The ICJ raised concerns that the task force has not been established on proper legal foundations. It is apparently pursuant to the broad, but ill-defined presidential powers under Article 33 of the Constitution.

The ICJ said that the task force could effectively usurp the powers and functions normally reserved for civilian authorities, under rule of law principles and as established by the Constitution and relevant enabling legislations.

Article 42 (1) of the Constitution provides that the “Cabinet of Ministers shall be charged with the direction and control of the Government.” Law enforcement and public officials under the direction of the relevant Minister have been designated under existing laws to specifically address drug-related offences and any other illegal and/ or criminal activity that seemingly fall within the mandate of this Task Force. The independence of public officials will be compromised if they are compelled to report to a military-dominated body.  The Gazette provides no detail on how this reporting process would operate, or the legal consequences of refusing to act as instructed.

“Few doubt that this task force will be used as another tool to suppress speech and target critics of the Sri Lankan government. It is disturbing that such a potentially consequential body has been formed pursuant to broad presidential powers, with no reference to judicial or parliamentary oversight,” said Rawski. “Vague and overbroad language such as ‘anti-social activities’ could effectively criminalize expression protected under international law. Such provisions are inconsistent with the rule of law and contravene the principle of legality.”
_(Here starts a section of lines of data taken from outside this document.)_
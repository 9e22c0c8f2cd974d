use clap::{Parser, Subcommand};
use std::path::PathBuf;

use crate::ops::JarOptions;

#[derive(Parser, Debug)]
#[command(author, version, about, long_about = None)]
pub struct Args {
    #[command(subcommand)]
    pub command: Commands,
}

/// Flags shared by `create` and `update`, modelled on the classic jar tool.
#[derive(clap::Args, Clone, Debug)]
pub struct BuildArgs {
    /// The archive file to write (create) or rewrite in place (update).
    #[arg(short = 'f', long)]
    pub file: PathBuf,

    /// Input files or directories, expanded in order.
    pub inputs: Vec<PathBuf>,

    /// Include manifest information from the given manifest file. On update
    /// the new values merge over the archive's manifest and win on conflict.
    #[arg(short = 'm', long)]
    pub manifest: Option<PathBuf>,

    /// Record the application entry point in the manifest's Main-Class
    /// attribute. Fails if the manifest already declares one.
    #[arg(short = 'e', long = "main-class", conflicts_with = "no_manifest")]
    pub main_class: Option<String>,

    /// Store entries without compression.
    #[arg(short = '0', long = "store")]
    pub store_only: bool,

    /// Do not create a manifest entry (on update: drop it).
    #[arg(short = 'M', long = "no-manifest", conflicts_with = "manifest")]
    pub no_manifest: bool,

    /// Change to the given directory when resolving entry names; the prefix
    /// is stripped from matching inputs. May be repeated, longest match
    /// wins.
    #[arg(short = 'C', long = "relocate")]
    pub relocations: Vec<PathBuf>,
}

impl BuildArgs {
    pub fn jar_options(&self) -> JarOptions {
        JarOptions {
            inputs: self.inputs.clone(),
            manifest: self.manifest.clone(),
            main_class: self.main_class.clone(),
            store_only: self.store_only,
            no_manifest: self.no_manifest,
            relocations: self.relocations.clone(),
        }
    }
}

#[derive(Subcommand, Clone, Debug)]
pub enum Commands {
    /// Create a new archive from the specified files and directories.
    #[command(alias = "c")]
    Create(BuildArgs),

    /// Update an existing archive: replace matching entries, append new
    /// ones, merge manifest changes.
    #[command(alias = "u")]
    Update(BuildArgs),

    /// Generate the transitive classpath index for an archive and write it
    /// back as META-INF/INDEX.LIST.
    #[command(alias = "i")]
    Index {
        /// The root archive to index.
        #[arg(required = true)]
        archive: PathBuf,

        /// Additional archives to index when the root declares no Class-Path
        /// references of its own.
        extras: Vec<PathBuf>,
    },
}

/// Parses command-line arguments using `clap` and returns the command to
/// execute.
pub fn run() -> Result<Commands, Box<dyn std::error::Error>> {
    let args = Args::parse();
    Ok(args.command)
}
//! # Manifest Model
//!
//! Parses, merges, and serializes the block-structured manifest embedded in
//! the archive (`META-INF/MANIFEST.MF`). A manifest is one global attribute
//! block followed by zero or more named entry blocks; each block is an
//! insertion-ordered, case-sensitive `name: value` mapping. Lookups by entry
//! name are O(1) through an index built while reading.
//!
//! The on-disk format is line oriented: CRLF endings, blank-line block
//! terminators, and 72-byte line wrapping with single-space continuation
//! lines.

use std::collections::HashMap;
use std::io::{self, BufRead, Write};

use crate::error::JarError;

/// Conventional directory marker written ahead of the manifest entry.
pub const MANIFEST_DIR: &str = "META-INF/";
/// Archive path of the manifest entry.
pub const MANIFEST_NAME: &str = "META-INF/MANIFEST.MF";
/// Archive path of the classpath index entry.
pub const INDEX_NAME: &str = "META-INF/INDEX.LIST";

pub const VERSION_ATTR: &str = "Manifest-Version";
pub const CREATED_BY_ATTR: &str = "Created-By";
pub const MAIN_CLASS_ATTR: &str = "Main-Class";
pub const CLASS_PATH_ATTR: &str = "Class-Path";
pub const NAME_ATTR: &str = "Name";

const VERSION_VALUE: &str = "1.0";

// Maximum manifest line length is 72 bytes including the CRLF; continuation
// lines consume one byte for the leading space.
const LINE_LIMIT: usize = 70;

fn created_by_value() -> String {
    format!("jarc {}", env!("CARGO_PKG_VERSION"))
}

/// One attribute block: an ordered `name -> value` mapping with O(1) lookup.
/// `put` on an existing name replaces the value in place, preserving the
/// attribute's original position.
#[derive(Debug, Default, Clone)]
pub struct ManifestBlock {
    attrs: Vec<(String, String)>,
    index: HashMap<String, usize>,
}

impl ManifestBlock {
    pub fn new() -> Self {
        Self::default()
    }

    pub fn get(&self, name: &str) -> Option<&str> {
        self.index.get(name).map(|&i| self.attrs[i].1.as_str())
    }

    pub fn contains(&self, name: &str) -> bool {
        self.index.contains_key(name)
    }

    pub fn put(&mut self, name: impl Into<String>, value: impl Into<String>) {
        let name = name.into();
        let value = value.into();
        match self.index.get(&name) {
            Some(&i) => self.attrs[i].1 = value,
            None => {
                self.index.insert(name.clone(), self.attrs.len());
                self.attrs.push((name, value));
            }
        }
    }

    /// Inserts at the front, shifting the index of every later attribute.
    fn put_front(&mut self, name: impl Into<String>, value: impl Into<String>) {
        let name = name.into();
        self.attrs.insert(0, (name.clone(), value.into()));
        for idx in self.index.values_mut() {
            *idx += 1;
        }
        self.index.insert(name, 0);
    }

    pub fn iter(&self) -> impl Iterator<Item = (&str, &str)> {
        self.attrs.iter().map(|(n, v)| (n.as_str(), v.as_str()))
    }

    pub fn is_empty(&self) -> bool {
        self.attrs.is_empty()
    }

    /// The value of this block's `Name` attribute, if any. The global block
    /// never carries one.
    pub fn entry_name(&self) -> Option<&str> {
        self.get(NAME_ATTR)
    }
}

/// A full manifest: the distinguished global block plus named entry blocks in
/// their original order.
#[derive(Debug, Default, Clone)]
pub struct ManifestModel {
    global: ManifestBlock,
    named: Vec<ManifestBlock>,
    by_name: HashMap<String, usize>,
}

impl ManifestModel {
    /// The default manifest generated when the caller supplies none: just the
    /// version and creator attributes.
    pub fn default_manifest() -> Self {
        let mut m = Self::default();
        m.global.put(VERSION_ATTR, VERSION_VALUE);
        m.global.put(CREATED_BY_ATTR, created_by_value());
        m
    }

    /// Reads a user-supplied manifest and synthesizes the version attribute
    /// as its first line (unless one is already present — detected
    /// case-insensitively, the only case-insensitive lookup in the model)
    /// plus a creator attribute if missing.
    pub fn read<R: BufRead>(reader: R) -> io::Result<Self> {
        let mut m = Self::parse(reader)?;
        let has_version = m.global.iter().any(|(n, _)| n.eq_ignore_ascii_case(VERSION_ATTR));
        if !has_version {
            m.global.put_front(VERSION_ATTR, VERSION_VALUE);
        }
        if !m.global.contains(CREATED_BY_ATTR) {
            m.global.put(CREATED_BY_ATTR, created_by_value());
        }
        Ok(m)
    }

    /// Parses the block structure without synthesizing anything. Used when
    /// re-reading a manifest that is already inside an archive.
    pub fn parse<R: BufRead>(reader: R) -> io::Result<Self> {
        let mut m = Self::default();
        let mut block = ManifestBlock::new();
        let mut first_block = true;

        for line in reader.lines() {
            let line = line?;
            let line = line.strip_suffix('\r').unwrap_or(&line);

            if line.is_empty() {
                if !block.is_empty() {
                    m.push_block(std::mem::take(&mut block), &mut first_block);
                }
                continue;
            }

            if let Some(continuation) = line.strip_prefix(' ') {
                // continuation of the previous attribute's value
                if let Some((_, value)) = block.attrs.last_mut() {
                    value.push_str(continuation);
                }
                continue;
            }

            if let Some((name, value)) = line.split_once(':') {
                let value = value.strip_prefix(' ').unwrap_or(value);
                block.put(name.trim_end(), value);
            }
        }
        if !block.is_empty() {
            m.push_block(block, &mut first_block);
        }
        Ok(m)
    }

    fn push_block(&mut self, block: ManifestBlock, first_block: &mut bool) {
        if *first_block {
            self.global = block;
            *first_block = false;
        } else {
            if let Some(name) = block.entry_name() {
                self.by_name.insert(name.to_string(), self.named.len());
            }
            self.named.push(block);
        }
    }

    pub fn global(&self) -> &ManifestBlock {
        &self.global
    }

    pub fn global_mut(&mut self) -> &mut ManifestBlock {
        &mut self.global
    }

    /// O(1) lookup of a named entry block.
    pub fn get_block(&self, name: &str) -> Option<&ManifestBlock> {
        self.by_name.get(name).map(|&i| &self.named[i])
    }

    pub fn main_class(&self) -> Option<&str> {
        self.global.get(MAIN_CLASS_ATTR)
    }

    /// Records a main-class override. Fails when the global block already
    /// declares one; this validation runs before any archive output exists.
    pub fn set_main_class(&mut self, class: &str) -> Result<(), JarError> {
        if self.global.contains(MAIN_CLASS_ATTR) {
            return Err(JarError::AmbiguousMainClass);
        }
        self.global.put(MAIN_CLASS_ATTR, class);
        Ok(())
    }

    /// Merges `delta` over `self`: delta's attributes win on conflicting
    /// keys, everything else is preserved. Named blocks merge into blocks of
    /// the same name or are appended.
    pub fn merge(&mut self, delta: &ManifestModel) {
        for (name, value) in delta.global.iter() {
            self.global.put(name, value);
        }
        for block in &delta.named {
            match block.entry_name().and_then(|n| self.by_name.get(n)).copied() {
                Some(i) => {
                    for (name, value) in block.iter() {
                        self.named[i].put(name, value);
                    }
                }
                None => {
                    if let Some(name) = block.entry_name() {
                        self.by_name.insert(name.to_string(), self.named.len());
                    }
                    self.named.push(block.clone());
                }
            }
        }
    }

    /// Serializes the manifest: global block first, then named blocks in
    /// original order, each terminated by a blank line.
    pub fn write<W: Write>(&self, mut writer: W) -> io::Result<()> {
        write_block(&mut writer, &self.global)?;
        for block in &self.named {
            write_block(&mut writer, block)?;
        }
        Ok(())
    }

    /// Serializes into an in-memory sink. The STORED write path needs the
    /// full byte length and CRC before the entry header goes out.
    pub fn to_bytes(&self) -> Vec<u8> {
        let mut buf = Vec::new();
        // writing into a Vec cannot fail
        self.write(&mut buf).expect("in-memory manifest serialization");
        buf
    }
}

fn write_block<W: Write>(writer: &mut W, block: &ManifestBlock) -> io::Result<()> {
    for (name, value) in block.iter() {
        write_attribute(writer, name, value)?;
    }
    writer.write_all(b"\r\n")
}

fn write_attribute<W: Write>(writer: &mut W, name: &str, value: &str) -> io::Result<()> {
    let line = format!("{}: {}", name, value);
    let bytes = line.as_bytes();
    let mut written = 0;
    let mut limit = LINE_LIMIT;
    while bytes.len() - written > limit {
        let end = written + limit;
        writer.write_all(&bytes[written..end])?;
        writer.write_all(b"\r\n ")?;
        written = end;
        limit = LINE_LIMIT - 1;
    }
    writer.write_all(&bytes[written..])?;
    writer.write_all(b"\r\n")
}

#[cfg(test)]
mod tests {
    use super::*;
    use std::io::Cursor;

    fn parse(text: &str) -> ManifestModel {
        ManifestModel::parse(Cursor::new(text.as_bytes())).unwrap()
    }

    #[test]
    fn default_manifest_has_version_and_creator() {
        let m = ManifestModel::default_manifest();
        assert_eq!(m.global().get(VERSION_ATTR), Some("1.0"));
        assert!(m.global().get(CREATED_BY_ATTR).unwrap().starts_with("jarc "));
    }

    #[test]
    fn read_synthesizes_version_first() {
        let m = ManifestModel::read(Cursor::new(b"Custom-Key: custom-value\r\n\r\n" as &[u8])).unwrap();
        let first = m.global().iter().next().unwrap();
        assert_eq!(first.0, VERSION_ATTR);
        assert_eq!(m.global().get("Custom-Key"), Some("custom-value"));
        assert!(m.global().contains(CREATED_BY_ATTR));
    }

    #[test]
    fn read_keeps_existing_version_case_insensitively() {
        let m = ManifestModel::read(Cursor::new(b"MANIFEST-VERSION: 2.0\r\n\r\n" as &[u8])).unwrap();
        // no second version line synthesized
        let count = m.global().iter().filter(|(n, _)| n.eq_ignore_ascii_case(VERSION_ATTR)).count();
        assert_eq!(count, 1);
        assert_eq!(m.global().get("MANIFEST-VERSION"), Some("2.0"));
    }

    #[test]
    fn named_block_lookup_is_by_name() {
        let m = parse(
            "Manifest-Version: 1.0\r\n\r\nName: com/demo/App.class\r\nSealed: true\r\n\r\nName: other.txt\r\nX-Flag: yes\r\n\r\n",
        );
        let block = m.get_block("com/demo/App.class").unwrap();
        assert_eq!(block.get("Sealed"), Some("true"));
        assert_eq!(m.get_block("other.txt").unwrap().get("X-Flag"), Some("yes"));
        assert!(m.get_block("missing").is_none());
    }

    #[test]
    fn attribute_lookup_is_case_sensitive() {
        let m = parse("Manifest-Version: 1.0\r\nMain-Class: demo.App\r\n\r\n");
        assert_eq!(m.global().get("Main-Class"), Some("demo.App"));
        assert_eq!(m.global().get("main-class"), None);
    }

    #[test]
    fn continuation_lines_are_joined() {
        let m = parse("Manifest-Version: 1.0\r\nClass-Path: first.jar sec\r\n ond.jar\r\n\r\n");
        assert_eq!(m.global().get(CLASS_PATH_ATTR), Some("first.jar second.jar"));
    }

    #[test]
    fn long_values_wrap_and_round_trip() {
        let mut m = ManifestModel::default_manifest();
        let long = "x".repeat(200);
        m.global_mut().put("Long-Attribute", long.clone());
        let bytes = m.to_bytes();
        for line in bytes.split(|&b| b == b'\n') {
            assert!(line.len() <= 71, "line too long: {} bytes", line.len());
        }
        let back = ManifestModel::parse(Cursor::new(&bytes)).unwrap();
        assert_eq!(back.global().get("Long-Attribute"), Some(long.as_str()));
    }

    #[test]
    fn set_main_class_rejects_existing() {
        let mut m = parse("Manifest-Version: 1.0\r\nMain-Class: demo.App\r\n\r\n");
        assert!(matches!(m.set_main_class("demo.Other"), Err(JarError::AmbiguousMainClass)));
        // value untouched on failure
        assert_eq!(m.main_class(), Some("demo.App"));

        let mut fresh = ManifestModel::default_manifest();
        fresh.set_main_class("demo.App").unwrap();
        assert_eq!(fresh.main_class(), Some("demo.App"));
    }

    #[test]
    fn merge_delta_wins_and_preserves_order() {
        let mut old = parse("Manifest-Version: 1.0\r\nVendor: old\r\nKeep: yes\r\n\r\n");
        let delta = parse("Vendor: new\r\nExtra: added\r\n\r\n");
        old.merge(&delta);
        assert_eq!(old.global().get("Vendor"), Some("new"));
        assert_eq!(old.global().get("Keep"), Some("yes"));
        assert_eq!(old.global().get("Extra"), Some("added"));
        // Vendor kept its original position
        let names: Vec<&str> = old.global().iter().map(|(n, _)| n).collect();
        assert_eq!(names, vec!["Manifest-Version", "Vendor", "Keep", "Extra"]);
    }

    #[test]
    fn merge_named_blocks() {
        let mut old = parse("Manifest-Version: 1.0\r\n\r\nName: a.txt\r\nOld: 1\r\n\r\n");
        let delta = parse("Manifest-Version: 1.0\r\n\r\nName: a.txt\r\nOld: 2\r\n\r\nName: b.txt\r\nNew: 3\r\n\r\n");
        old.merge(&delta);
        assert_eq!(old.get_block("a.txt").unwrap().get("Old"), Some("2"));
        assert_eq!(old.get_block("b.txt").unwrap().get("New"), Some("3"));
    }

    #[test]
    fn write_emits_global_then_named_blocks() {
        let m = parse("Manifest-Version: 1.0\r\n\r\nName: z.txt\r\nK: v\r\n\r\nName: a.txt\r\nK: w\r\n\r\n");
        let text = String::from_utf8(m.to_bytes()).unwrap();
        let z = text.find("Name: z.txt").unwrap();
        let a = text.find("Name: a.txt").unwrap();
        let version = text.find("Manifest-Version").unwrap();
        assert!(version < z && z < a, "blocks must keep original order");
    }
}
The task force’s military and police membership follows a pattern of recent military appointments to civil administrative positions by the incumbent President. The military personnel appointed include officials credibly accused of war crimes. Chairman Major General Kamal Gunaratne was the commander of the 53rd division and Major General Shavendra Silva was the commander of the 58th Division of the Sri Lankan Army. Both units were identified by multiple UN investigatory bodies as having been involved in the commission of serious crimes and human rights violations during the last stages of Sri Lanka’s decades-long armed conflict which ended in 2009.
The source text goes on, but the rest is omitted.